قَالَتِ الْأَعْرَابُ آمَنَّا ۖ قُل لَّمْ تُؤْمِنُوا وَلَـٰكِن قُولُوا أَسْلَمْنَا وَلَمَّا يَدْخُلِ الْإِيمَانُ فِي قُلُوبِكُمْ ۖ
“Orang-orang Arab Badui itu berkata: “Kami telah beriman.” Katakanlah: “Kamu belum beriman, tapi katakanlah ´kami telah ber-islam (berserah diri)´, karena iman itu belum masuk ke dalam hatimu.”-– Q.S. Al-Hujuraat [49]: 14
Seorang Muslim belum tentu mukmin, hingga Allah memasukkan iman ke dalam hatinya. Ada beberapa ciri khas orang-orang beriman (Al-Mu’minuun):
إِنَّمَا الْمُؤْمِنُونَ الَّذِينَ إِذَا ذُكِرَ اللَّـهُ وَجِلَتْ قُلُوبُهُمْ وَإِذَا تُلِيَتْ عَلَيْهِمْ آيَاتُهُ زَادَتْهُمْ إِيمَانًا وَعَلَىٰ رَبِّهِمْ يَتَوَكَّلُونَ
“Sesungguhnya orang-orang yang beriman (Al-Mu’minuun) ialah mereka yang bila disebut nama Allah gemetarlah hati mereka, dan apabila dibacakan ayat-ayat-Nya bertambahlah iman mereka (karenanya), dan hanya kepada Tuhan merekalah mereka bertawakkal.”-– Q.S. Al-Anfaal [8]: 2
Dari ayat di atas, iman yang benar tidak sekadar percaya: gemetar hati ketika disebut nama Allah, bertambah iman ketika dibaca ayat-ayat-Nya dan bertawakkal kepada Allah.
Ihsan
Tahap berikutnya adalah ihsan.
وَمَنْ أَحْسَنُ دِينًا مِّمَّنْ أَسْلَمَ وَجْهَهُ لِلَّـهِ وَهُوَ مُحْسِنٌ وَاتَّبَعَ مِلَّةَ إِبْرَاهِيمَ حَنِيفًا ۗ وَاتَّخَذَ اللَّـهُ إِبْرَاهِيمَ خَلِيلًا
“Dan siapakah yang lebih baik agamanya daripada orang yang menyerahkan (aslama) wajahnya kepada Allah, dan dia pun muhsin (ber-ihsan) dan mengikuti agama Ibrahim dengan lurus?” – Q.S. An-Nisaa’ [4]: 125
Ihsan merupakan tingkatan di atas Islam dan Iman. “Seakan melihat Allah atau dilihat Allah” sebagaimana dalam definisi Ihsan dalam hadits Jibril di atas mengandung implikasi bahwa amal yang dilakukan adalah amal yang sesuai dengan kehendak-Nya. Amal seperti ini disebut amal shalih, amal yang sesuai dengan perintah Allah SWT untuk hamba tersebut. Ihsan berkenaan langsung dengan keshalihan amal.

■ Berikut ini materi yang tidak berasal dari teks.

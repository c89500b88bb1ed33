//! DOCX paragraph text, read straight from `word/document.xml`.

use std::io::{self, Cursor, Read};

use quick_xml::events::Event;
use quick_xml::Reader;

use crate::resume::document::invalid_data;

const DOCUMENT_PART: &str = "word/document.xml";

/// Returns every paragraph of the main document part in order, each followed by `\n`.
pub fn extract_docx_paragraphs(bytes: &[u8]) -> io::Result<String> {
    let mut archive = zip::ZipArchive::new(Cursor::new(bytes))
        .map_err(|e| invalid_data(format!("Failed to read DOCX as ZIP archive: {e}")))?;

    let mut xml = String::new();
    archive
        .by_name(DOCUMENT_PART)
        .map_err(|e| invalid_data(format!("Invalid DOCX file: missing {DOCUMENT_PART} ({e})")))?
        .read_to_string(&mut xml)?;

    paragraphs_from_xml(&xml)
}

fn paragraphs_from_xml(xml: &str) -> io::Result<String> {
    let mut reader = Reader::from_str(xml);
    let mut text = String::new();
    // Tabs and breaks outside a run are layout (tab stops in `w:pPr`), not text.
    let mut in_run = false;
    let mut in_text_run = false;

    loop {
        match reader.read_event() {
            Ok(Event::Start(ref e)) => match e.name().as_ref() {
                b"w:r" => in_run = true,
                b"w:t" => in_text_run = true,
                _ => {}
            },
            Ok(Event::End(ref e)) => match e.name().as_ref() {
                b"w:r" => in_run = false,
                b"w:t" => in_text_run = false,
                b"w:p" => text.push('\n'),
                _ => {}
            },
            Ok(Event::Empty(ref e)) => match e.name().as_ref() {
                b"w:p" => text.push('\n'),
                b"w:br" if in_run => text.push('\n'),
                b"w:tab" if in_run => text.push('\t'),
                _ => {}
            },
            Ok(Event::Text(e)) if in_text_run => {
                let run = e
                    .unescape()
                    .map_err(|err| invalid_data(format!("DOCX text error: {err}")))?;
                text.push_str(&run);
            }
            Ok(Event::Eof) => break,
            Err(e) => {
                return Err(invalid_data(format!(
                    "DOCX XML parse error at position {}: {}",
                    reader.buffer_position(),
                    e
                )));
            }
            _ => {}
        }
    }

    Ok(text)
}

#[cfg(test)]
mod tests {
    use super::*;
    use std::io::Write;
    use zip::write::SimpleFileOptions;

    fn build_docx(document_xml: &str) -> Vec<u8> {
        let mut writer = zip::ZipWriter::new(Cursor::new(Vec::new()));
        let options =
            SimpleFileOptions::default().compression_method(zip::CompressionMethod::Stored);
        writer.start_file(DOCUMENT_PART, options).unwrap();
        writer.write_all(document_xml.as_bytes()).unwrap();
        writer.finish().unwrap().into_inner()
    }

    const BODY: &str = r#"<?xml version="1.0" encoding="UTF-8" standalone="yes"?>
<w:document xmlns:w="http://schemas.openxmlformats.org/wordprocessingml/2006/main">
  <w:body>
    <w:p><w:r><w:t>EDUCATION</w:t></w:r></w:p>
    <w:p><w:r><w:t xml:space="preserve">B.S. Computer Science, </w:t></w:r><w:r><w:t>State University</w:t></w:r></w:p>
    <w:p/>
    <w:p><w:r><w:t>R&amp;D Lead</w:t><w:tab/><w:t>2020</w:t></w:r></w:p>
  </w:body>
</w:document>"#;

    #[test]
    fn test_paragraphs_in_document_order() {
        let text = extract_docx_paragraphs(&build_docx(BODY)).unwrap();
        assert_eq!(
            text,
            "EDUCATION\nB.S. Computer Science, State University\n\nR&D Lead\t2020\n"
        );
    }

    #[test]
    fn test_tab_stops_on_spacer_paragraph_keep_the_blank_line() {
        let xml = r#"<w:document xmlns:w="http://schemas.openxmlformats.org/wordprocessingml/2006/main">
  <w:body>
    <w:p><w:r><w:t>EDUCATION</w:t></w:r></w:p>
    <w:p><w:r><w:t>B.S. Computer Science</w:t></w:r></w:p>
    <w:p><w:pPr><w:tabs><w:tab w:val="right" w:pos="9360"/></w:tabs></w:pPr></w:p>
    <w:p><w:r><w:t>Hobbies: chess</w:t><w:br/><w:t>Go</w:t></w:r></w:p>
  </w:body>
</w:document>"#;
        let text = extract_docx_paragraphs(&build_docx(xml)).unwrap();
        assert_eq!(
            text,
            "EDUCATION\nB.S. Computer Science\n\nHobbies: chess\nGo\n"
        );

        let record = crate::resume::ResumeParser::new().unwrap().parse_text(&text);
        assert_eq!(record.education, vec!["B.S. Computer Science"]);
    }

    #[test]
    fn test_missing_document_part_is_an_error() {
        let mut writer = zip::ZipWriter::new(Cursor::new(Vec::new()));
        let options =
            SimpleFileOptions::default().compression_method(zip::CompressionMethod::Stored);
        writer.start_file("word/styles.xml", options).unwrap();
        writer.write_all(b"<styles/>").unwrap();
        let bytes = writer.finish().unwrap().into_inner();

        let err = extract_docx_paragraphs(&bytes).unwrap_err();
        assert_eq!(err.kind(), io::ErrorKind::InvalidData);
    }

    #[test]
    fn test_not_a_zip_is_an_error() {
        assert!(extract_docx_paragraphs(b"plain bytes").is_err());
    }
}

Keselamatan dari tipuan dunia dan setan
Pada zaman Rasulullah SAW dan para sahabat, syariat lahiriah dan syariat batiniah menyatu dalam diri seorang hamba Allah. Namun dalam perkembangan politik dan ekonomi umat Islam, banyak kaum muslimin terlarut oleh kehidupan dunia. Hal itu menimbulkan perlawanan oleh beberapa orang yang memilih hidup menjauhi dunia. Dan mulailah keterpisahan antara kaum yang menikmati kemewahan dunia dengan menjaga syariat lahir, dan kaum yang menjauhi kenikmatan dunia dengan menekankan syariat batin.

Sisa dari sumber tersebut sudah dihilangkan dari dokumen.